Set in Bristol in 1965, the book focuses on three generations of women who are each in their own way struggling to come to terms with their past, their Polish heritage and the modern day.

Mimi is dying and, as she moves in and out of consciousness, events in the past prey on her mind: memories of bereavement, exile, love, loss and betrayal.  The carefree girl she once was has grown into a disappointed, bitter old woman who tests the bounds of family loyalty to the limits with her cruel words and intransigence.   Even her old friend, the Princess Marianna, is not spared.

Hannah, Mimi’s daughter, is weighed down by the mental and physical strain of caring for her ailing mother.  Yet there is nothing Hannah would not do for her family – her husband Gregor, daughter Kate and young son Peter – putting their needs before her own desires and aspirations, hiding her own fears and worries.  Having never experienced affection from Mimi, whose favourite was Hannah’s older brother Jan, Hannah is determined her own family will not want for love or care. ‘Her family was the most important thing in her life.  If any of them were unhappy, or in pain, so was she.  She wanted nothing but the best for them.  And what about you? the demon cried and her stomach lurched, as she saw that to give everything to her husband and children was to leave herself bankrupt.’

Moody and rebellious, Kate is conflicted between the strict Catholic faith she has been brought up in and her desire to explore sexually and venture beyond the expectations of her family.  ‘There was no way she was drowning in religion like her mother.’
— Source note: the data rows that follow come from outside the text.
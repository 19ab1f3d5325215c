//! End-to-end tests for the `applications` commands against the stub client.

use super::test_utils::*;
use aapctl::cli::{run, OutputMap};
use aapctl::error::CommandError;
use aapctl::models::{ApplicationUpdate, ListQuery, NewApplication};
use serde_json::{json, Value};

fn delete_args(extra: &[&'static str]) -> Vec<&'static str> {
    let mut args = vec!["aapctl"];
    args.extend_from_slice(extra);
    args.extend_from_slice(&["applications", "delete", "--appid", "581616507495"]);
    args
}

fn run_with(deps: &MockDependencies, args: &[&str]) -> Result<(), CommandError> {
    let (cli, settings) = settings_from_args(args);
    run(&cli.command, deps, &settings)
}

#[test]
fn test_delete_failure_terminal_prints_one_line_and_no_map() {
    let deps = MockDependencies::with_failing_remote();
    let result = run_with(&deps, &delete_args(&["-o", "terminal"]));

    assert!(matches!(result, Err(CommandError::Silent)));
    assert_eq!(
        deps.printer_calls(),
        vec![PrinterCall::Println(
            "Failed to delete the application.".to_string()
        )]
    );
    assert_eq!(
        deps.client_calls(),
        vec![ClientCall::DeleteApplication(APPLICATION_ID)]
    );
}

#[test]
fn test_delete_failure_terminal_verbose_reports_error_once() {
    let deps = MockDependencies::with_failing_remote();
    let result = run_with(&deps, &delete_args(&["-o", "terminal", "-v"]));

    assert!(matches!(result, Err(CommandError::Silent)));
    let calls = deps.printer_calls();
    let errors: Vec<_> = calls
        .iter()
        .filter(|call| matches!(call, PrinterCall::Error(_)))
        .collect();
    assert_eq!(
        errors,
        vec![&PrinterCall::Error(
            "Remote call failed with status 500: remote failure".to_string()
        )]
    );
    assert!(!calls
        .iter()
        .any(|call| matches!(call, PrinterCall::PrintMap(_) | PrinterCall::PrintlnMap(_))));
}

#[test]
fn test_delete_failure_json_prints_nothing() {
    for verbose in [false, true] {
        let deps = MockDependencies::with_failing_remote();
        let mut extra = vec!["-o", "json"];
        if verbose {
            extra.push("-v");
        }
        let result = run_with(&deps, &delete_args(&extra));

        assert!(matches!(result, Err(CommandError::Silent)));
        assert!(deps.printer_calls().is_empty(), "json failure must stay silent");
        assert_eq!(deps.client_calls().len(), 1);
    }
}

#[test]
fn test_delete_success_terminal_prints_id_to_name() {
    let deps = MockDependencies::new();
    let result = run_with(&deps, &delete_args(&["-o", "terminal"]));

    assert!(result.is_ok());
    let expected: OutputMap = vec![("581616507495", Value::from("mycorporate"))]
        .into_iter()
        .collect();
    assert_eq!(deps.printer_calls(), vec![PrinterCall::PrintlnMap(expected)]);
}

#[test]
fn test_delete_success_json_prints_collection() {
    let deps = MockDependencies::new();
    let result = run_with(&deps, &delete_args(&["-o", "json"]));

    assert!(result.is_ok());
    let calls = deps.printer_calls();
    assert_eq!(calls.len(), 1);
    let PrinterCall::PrintlnMap(map) = &calls[0] else {
        panic!("expected a printed map, got {:?}", calls[0]);
    };
    assert_eq!(map.len(), 1);
    assert_eq!(
        map.get("applications"),
        Some(&json!([{
            "application_id": 581616507495_i64,
            "name": "mycorporate",
            "created_at": "2024-05-01T10:00:00Z",
            "updated_at": "2024-05-01T10:00:00Z",
        }]))
    );
}

#[test]
fn test_create_application_sends_name_only() {
    let deps = MockDependencies::new();
    let result = run_with(
        &deps,
        &["aapctl", "applications", "create", "--name", "mycorporate"],
    );

    assert!(result.is_ok());
    assert_eq!(
        deps.client_calls(),
        vec![ClientCall::CreateApplication(NewApplication {
            name: "mycorporate".to_string(),
        })]
    );
}

#[test]
fn test_update_application_carries_identifier() {
    let deps = MockDependencies::new();
    let result = run_with(
        &deps,
        &[
            "aapctl",
            "applications",
            "update",
            "--appid",
            "581616507495",
            "--name",
            "mycorporate-renamed",
        ],
    );

    assert!(result.is_ok());
    assert_eq!(
        deps.client_calls(),
        vec![ClientCall::UpdateApplication(ApplicationUpdate {
            application_id: APPLICATION_ID,
            name: "mycorporate-renamed".to_string(),
        })]
    );
    let expected: OutputMap = vec![("581616507495", Value::from("mycorporate-renamed"))]
        .into_iter()
        .collect();
    assert_eq!(deps.printer_calls(), vec![PrinterCall::PrintlnMap(expected)]);
}

#[test]
fn test_list_applications_renders_every_record() {
    let deps = MockDependencies::new();
    let result = run_with(
        &deps,
        &["aapctl", "applications", "list", "--page", "1", "--pagesize", "10"],
    );

    assert!(result.is_ok());
    assert_eq!(
        deps.client_calls(),
        vec![ClientCall::FetchApplications(ListQuery {
            page: Some(1),
            page_size: Some(10),
            id: None,
            name: None,
        })]
    );
    let calls = deps.printer_calls();
    let PrinterCall::PrintlnMap(map) = &calls[0] else {
        panic!("expected a printed map, got {:?}", calls[0]);
    };
    assert_eq!(map.len(), 2);
    assert_eq!(map.get("895741663247"), Some(&json!("mycorporate-dev")));
}

#[test]
fn test_list_failure_terminal_message() {
    let deps = MockDependencies::with_failing_remote();
    let result = run_with(&deps, &["aapctl", "applications", "list"]);

    assert!(matches!(result, Err(CommandError::Silent)));
    assert_eq!(
        deps.printer_calls(),
        vec![PrinterCall::Println(
            "Failed to list the applications.".to_string()
        )]
    );
}
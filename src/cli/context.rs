//! Execution context: the per-invocation view of the global flags, built once
//! from settings and never modified afterwards.

use crate::cli::deps::CliDependencies;
use crate::cli::output::OutputMode;
use crate::cli::printer::Printer;
use crate::config::flags::{aap_target_key, FLAG_OUTPUT, FLAG_VERBOSE, FLAG_WORKDIR};
use crate::config::Settings;
use crate::error::CliError;
use std::path::{Path, PathBuf};

#[derive(Debug, Clone, PartialEq, Eq)]
pub struct CliContext {
    workdir: PathBuf,
    output: OutputMode,
    verbose: bool,
    aap_target: String,
}

impl CliContext {
    pub fn from_settings(settings: &Settings) -> Result<Self, CliError> {
        let workdir = settings.get_string(FLAG_WORKDIR);
        if workdir.trim().is_empty() {
            return Err(CliError::InvalidWorkdir(workdir));
        }
        let output = settings.get_string(FLAG_OUTPUT).parse::<OutputMode>()?;
        Ok(Self {
            workdir: PathBuf::from(workdir),
            output,
            verbose: settings.get_bool(FLAG_VERBOSE),
            aap_target: settings.get_string(&aap_target_key()),
        })
    }

    pub fn workdir(&self) -> &Path {
        &self.workdir
    }

    pub fn output(&self) -> OutputMode {
        self.output
    }

    pub fn is_terminal_output(&self) -> bool {
        self.output == OutputMode::Terminal
    }

    pub fn is_json_output(&self) -> bool {
        self.output == OutputMode::Json
    }

    pub fn is_verbose(&self) -> bool {
        self.verbose
    }

    pub fn is_verbose_terminal_output(&self) -> bool {
        self.verbose && self.is_terminal_output()
    }

    pub fn aap_target(&self) -> &str {
        &self.aap_target
    }
}

/// Build the context and a printer bound to its output mode.
pub fn create_context_and_printer(
    deps: &dyn CliDependencies,
    settings: &Settings,
) -> Result<(CliContext, Box<dyn Printer>), CliError> {
    let context = CliContext::from_settings(settings)?;
    let printer = deps.create_printer(context.output(), context.is_verbose())?;
    Ok((context, printer))
}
One of the themes of the book is the convergence of past and present, the idea that a thin veil exists between the two.   “I think that maybe,” Kate grappled with the concept, “we’re all part of the universe and sometimes things get muddled and slip through the cracks.”  Often characters see or experience things that immediately transport them in their mind’s eye to the past, evoking memories of childhood and adolescence.   Some of these memories are happy but many are traumatic – such as the wartime experiences of Mimi and Marianna (the Princess) and their exile from Poland.  Other memories are unwelcome, bringing to the surface secrets that were better left buried or feelings of guilt for past actions, even for escaping death.

Marianna’s way of coping with these memories is to transform them into fairy tales, merging fact with fiction, rewriting past events as she would have liked them to happen.  ‘The facts of my life are all there, yet how much of what I told her was true and how much was not?  I doubt whether even I know, after all this time.  Besides, what does it matter?  We all do it.  We weave our fantasies about ourselves, because the truth is too cruel and constructing our own reality is the only way we can survive.’ It is only Mimi’s impending death that forces Marianna to face the demons from the past.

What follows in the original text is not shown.